**Required action**. Filter the records down to the lines that hold the word "type", and copy each of those lines.

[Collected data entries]
▼
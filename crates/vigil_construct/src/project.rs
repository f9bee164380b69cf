//! Project: the root aggregate owning every construct of one run.

use crate::construct::{Construct, Entry};
use crate::kind::{ResourceKind, SYNTHESIS_ORDER};
use crate::synth::LoadedFiles;
use indexmap::IndexMap;
use serde::Serialize;
use serde_json::Value;
use tracing::debug;
use vigil_core::{CoreError, CoreResult, LogicalId, PhysicalId};

/// Project metadata emitted ahead of the resources
#[derive(Debug, Clone, PartialEq, Eq, Serialize)]
#[serde(rename_all = "camelCase")]
pub struct ProjectMeta {
    /// Project logical id
    pub logical_id: String,
    /// Display name
    pub name: String,
    /// Source repository
    #[serde(skip_serializing_if = "Option::is_none")]
    pub repo_url: Option<String>,
}

/// One synthesized resource
#[derive(Debug, Clone, PartialEq, Serialize)]
#[serde(rename_all = "camelCase")]
pub struct ResourcePayload {
    /// Logical id
    pub logical_id: String,
    /// Kind tag
    #[serde(rename = "type")]
    pub kind: ResourceKind,
    /// Remote id, for references
    #[serde(skip_serializing_if = "Option::is_none")]
    pub physical_id: Option<PhysicalId>,
    /// Whether the project owns the resource
    pub member: bool,
    /// Construct-specific record
    pub payload: Value,
}

/// Synthesized project
#[derive(Debug, Clone, PartialEq, Serialize)]
pub struct ProjectPayload {
    /// Project metadata
    pub project: ProjectMeta,
    /// Resources in emission order
    pub resources: Vec<ResourcePayload>,
}

/// Buckets of constructs keyed by kind, then logical id
///
/// Insertion order is preserved within a bucket.
#[derive(Debug, Clone)]
pub struct Project {
    logical_id: LogicalId,
    name: String,
    repo_url: Option<String>,
    data: IndexMap<ResourceKind, IndexMap<String, Entry>>,
}

impl Project {
    /// Create an empty project
    ///
    /// # Errors
    ///
    /// Returns error if `logical_id` is invalid or `name` is empty
    pub fn new(logical_id: &str, name: impl Into<String>) -> CoreResult<Self> {
        let name = name.into();
        if name.trim().is_empty() {
            return Err(CoreError::MissingProjectMetadata {
                field: "projectName".to_string(),
            });
        }
        Ok(Self {
            logical_id: LogicalId::new(logical_id)?,
            name,
            repo_url: None,
            data: SYNTHESIS_ORDER
                .into_iter()
                .map(|kind| (kind, IndexMap::new()))
                .collect(),
        })
    }

    /// Attach the source repository
    #[must_use]
    pub fn with_repo_url(mut self, repo_url: impl Into<String>) -> Self {
        self.repo_url = Some(repo_url.into());
        self
    }

    /// Project logical id
    #[must_use]
    pub fn logical_id(&self) -> &LogicalId {
        &self.logical_id
    }

    /// Display name
    #[must_use]
    pub fn name(&self) -> &str {
        &self.name
    }

    /// Add an entry to its bucket
    ///
    /// A reference may replace another reference in place; every other
    /// collision is rejected.
    ///
    /// # Errors
    ///
    /// Returns `AlreadyExists` if the slot is taken
    pub fn add(&mut self, entry: Entry) -> CoreResult<()> {
        let kind = entry.kind();
        let id = entry.logical_id().as_str().to_string();
        let bucket = self.data.entry(kind).or_default();

        match (bucket.get(&id), &entry) {
            (Some(Entry::Reference(_)), Entry::Reference(_)) => {
                debug!(kind = %kind, id = %id, "replacing reference");
            }
            (Some(_), _) => {
                return Err(CoreError::AlreadyExists {
                    kind: kind.to_string(),
                    id,
                });
            }
            (None, _) => {
                debug!(kind = %kind, id = %id, "registered construct");
            }
        }

        bucket.insert(id, entry);
        Ok(())
    }

    /// Entry in a slot
    #[must_use]
    pub fn get(&self, kind: ResourceKind, logical_id: &str) -> Option<&Entry> {
        self.data.get(&kind).and_then(|bucket| bucket.get(logical_id))
    }

    /// Whether a slot is taken
    #[must_use]
    pub fn contains(&self, kind: ResourceKind, logical_id: &str) -> bool {
        self.get(kind, logical_id).is_some()
    }

    /// Entries of one kind, in registration order
    pub fn resources(&self, kind: ResourceKind) -> impl Iterator<Item = &Entry> {
        self.data.get(&kind).into_iter().flat_map(|bucket| bucket.values())
    }

    /// Every entry, in synthesis order
    pub fn entries(&self) -> impl Iterator<Item = &Entry> {
        SYNTHESIS_ORDER
            .into_iter()
            .flat_map(move |kind| self.resources(kind))
    }

    /// Entries emitted by [`Project::synthesize`]
    ///
    /// Test-only filtering applies to the check bucket only.
    pub fn synthesizable(&self, add_test_only: bool) -> impl Iterator<Item = &Entry> {
        self.entries()
            .filter(move |entry| add_test_only || entry.kind() != ResourceKind::Check || !entry.is_test_only())
    }

    /// First managed construct of `kind` carrying display name `name`
    #[must_use]
    pub fn find_by_name(&self, kind: ResourceKind, name: &str) -> Option<&Entry> {
        self.resources(kind)
            .find(|entry| entry.as_resource().and_then(|r| r.name()) == Some(name))
    }

    /// Total number of entries
    #[must_use]
    pub fn len(&self) -> usize {
        self.data.values().map(IndexMap::len).sum()
    }

    /// Whether the project holds no entries
    #[must_use]
    pub fn is_empty(&self) -> bool {
        self.len() == 0
    }

    /// Walk the buckets in synthesis order and emit one record per entry
    ///
    /// # Errors
    ///
    /// Returns error if a construct cannot be synthesized
    pub fn synthesize(&self, add_test_only: bool, files: &LoadedFiles) -> CoreResult<ProjectPayload> {
        let resources = self
            .synthesizable(add_test_only)
            .map(|entry| {
                Ok(ResourcePayload {
                    logical_id: entry.logical_id().as_str().to_string(),
                    kind: entry.kind(),
                    physical_id: entry.physical_id().cloned(),
                    member: entry.is_member(),
                    payload: entry.synthesize(files)?,
                })
            })
            .collect::<CoreResult<Vec<_>>>()?;

        debug!(project = %self.logical_id, resources = resources.len(), "synthesized project");

        Ok(ProjectPayload {
            project: ProjectMeta {
                logical_id: self.logical_id.as_str().to_string(),
                name: self.name.clone(),
                repo_url: self.repo_url.clone(),
            },
            resources,
        })
    }
}

#[cfg(test)]
mod tests {
    use super::*;
    use crate::check::{ApiCheckSpec, ApiRequest, Check, CheckProps};
    use crate::check_group::{CheckGroup, CheckGroupProps};
    use crate::construct::ReferenceConstruct;
    use crate::session::Session;
    use crate::status_page::StatusPageService;
    use vigil_core::SanitizedIdTracker;

    fn group(id: &str) -> Entry {
        let props = CheckGroupProps {
            name: id.to_string(),
            ..Default::default()
        };
        Entry::Managed(CheckGroup::new(id, props).unwrap().into())
    }

    fn reference(kind: ResourceKind, id: i64) -> Entry {
        Entry::Reference(ReferenceConstruct::new(kind, id, &mut SanitizedIdTracker::new()).unwrap())
    }

    #[test]
    fn test_duplicate_managed_already_exists() {
        let mut project = Project::new("demo", "Demo").unwrap();
        project.add(group("g")).unwrap();
        let err = project.add(group("g")).unwrap_err();
        assert!(err.to_string().contains("already exists"));
        assert_eq!(project.len(), 1);
    }

    #[test]
    fn test_same_id_different_kind_is_allowed() {
        let mut project = Project::new("demo", "Demo").unwrap();
        project.add(group("shared")).unwrap();
        project
            .add(Entry::Managed(StatusPageService::new("shared", "Shared").unwrap().into()))
            .unwrap();
        assert_eq!(project.len(), 2);
    }

    #[test]
    fn test_reference_replaces_reference() {
        let mut project = Project::new("demo", "Demo").unwrap();
        project.add(reference(ResourceKind::CheckGroup, 7)).unwrap();
        project.add(reference(ResourceKind::CheckGroup, 7)).unwrap();
        assert_eq!(project.len(), 1);
    }

    #[test]
    fn test_reference_cannot_replace_managed() {
        let mut project = Project::new("demo", "Demo").unwrap();
        project.add(group("check-group-7")).unwrap();
        assert!(project.add(reference(ResourceKind::CheckGroup, 7)).is_err());
    }

    #[test]
    fn test_entries_follow_synthesis_order_then_insertion() {
        let mut project = Project::new("demo", "Demo").unwrap();
        project.add(group("b")).unwrap();
        project.add(group("a")).unwrap();
        project
            .add(Entry::Managed(StatusPageService::new("svc", "Service").unwrap().into()))
            .unwrap();
        let ids: Vec<&str> = project.entries().map(|e| e.logical_id().as_str()).collect();
        assert_eq!(ids, vec!["svc", "b", "a"]);
    }

    #[test]
    fn test_synthesize_filters_test_only_checks() {
        let mut session = Session::new();
        session.set_project(Project::new("demo", "Demo").unwrap().with_repo_url("https://git.example.com/demo")).unwrap();
        let spec = || ApiCheckSpec::new(ApiRequest::get("https://example.com"));
        let regular = Check::new(&session, "regular", CheckProps::named("Regular"), spec()).unwrap();
        session.register(regular).unwrap();
        let props = CheckProps {
            test_only: Some(true),
            ..CheckProps::named("Smoke")
        };
        let smoke = Check::new(&session, "smoke", props, spec()).unwrap();
        session.register(smoke).unwrap();
        CheckGroup::from_id(&mut session, 42_i64).unwrap();

        let project = session.project().unwrap();
        let files = LoadedFiles::default();

        let deployed = project.synthesize(false, &files).unwrap();
        let ids: Vec<&str> = deployed.resources.iter().map(|r| r.logical_id.as_str()).collect();
        assert_eq!(ids, vec!["regular", "check-group-42"]);
        assert_eq!(deployed.project.repo_url.as_deref(), Some("https://git.example.com/demo"));

        let tested = project.synthesize(true, &files).unwrap();
        assert_eq!(tested.resources.len(), 3);

        let reference = &tested.resources[2];
        assert!(!reference.member);
        assert_eq!(reference.physical_id, Some(PhysicalId::Number(42)));
        assert_eq!(reference.payload, Value::Null);

        let json = serde_json::to_value(&tested).unwrap();
        assert_eq!(json["resources"][0]["type"], "check");
        assert!(json["resources"][0].get("physicalId").is_none());
    }

    #[test]
    fn test_find_by_name() {
        let mut project = Project::new("demo", "Demo").unwrap();
        project.add(group("a")).unwrap();
        assert!(project.find_by_name(ResourceKind::CheckGroup, "a").is_some());
        assert!(project.find_by_name(ResourceKind::CheckGroup, "z").is_none());
    }

    #[test]
    fn test_project_requires_name() {
        let err = Project::new("demo", " ").unwrap_err();
        assert!(matches!(err, CoreError::MissingProjectMetadata { .. }));
    }
}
▲
**Finished task**.
    #[serde(rename = "type")]
        assert_eq!(json["resources"][0]["type"], "check");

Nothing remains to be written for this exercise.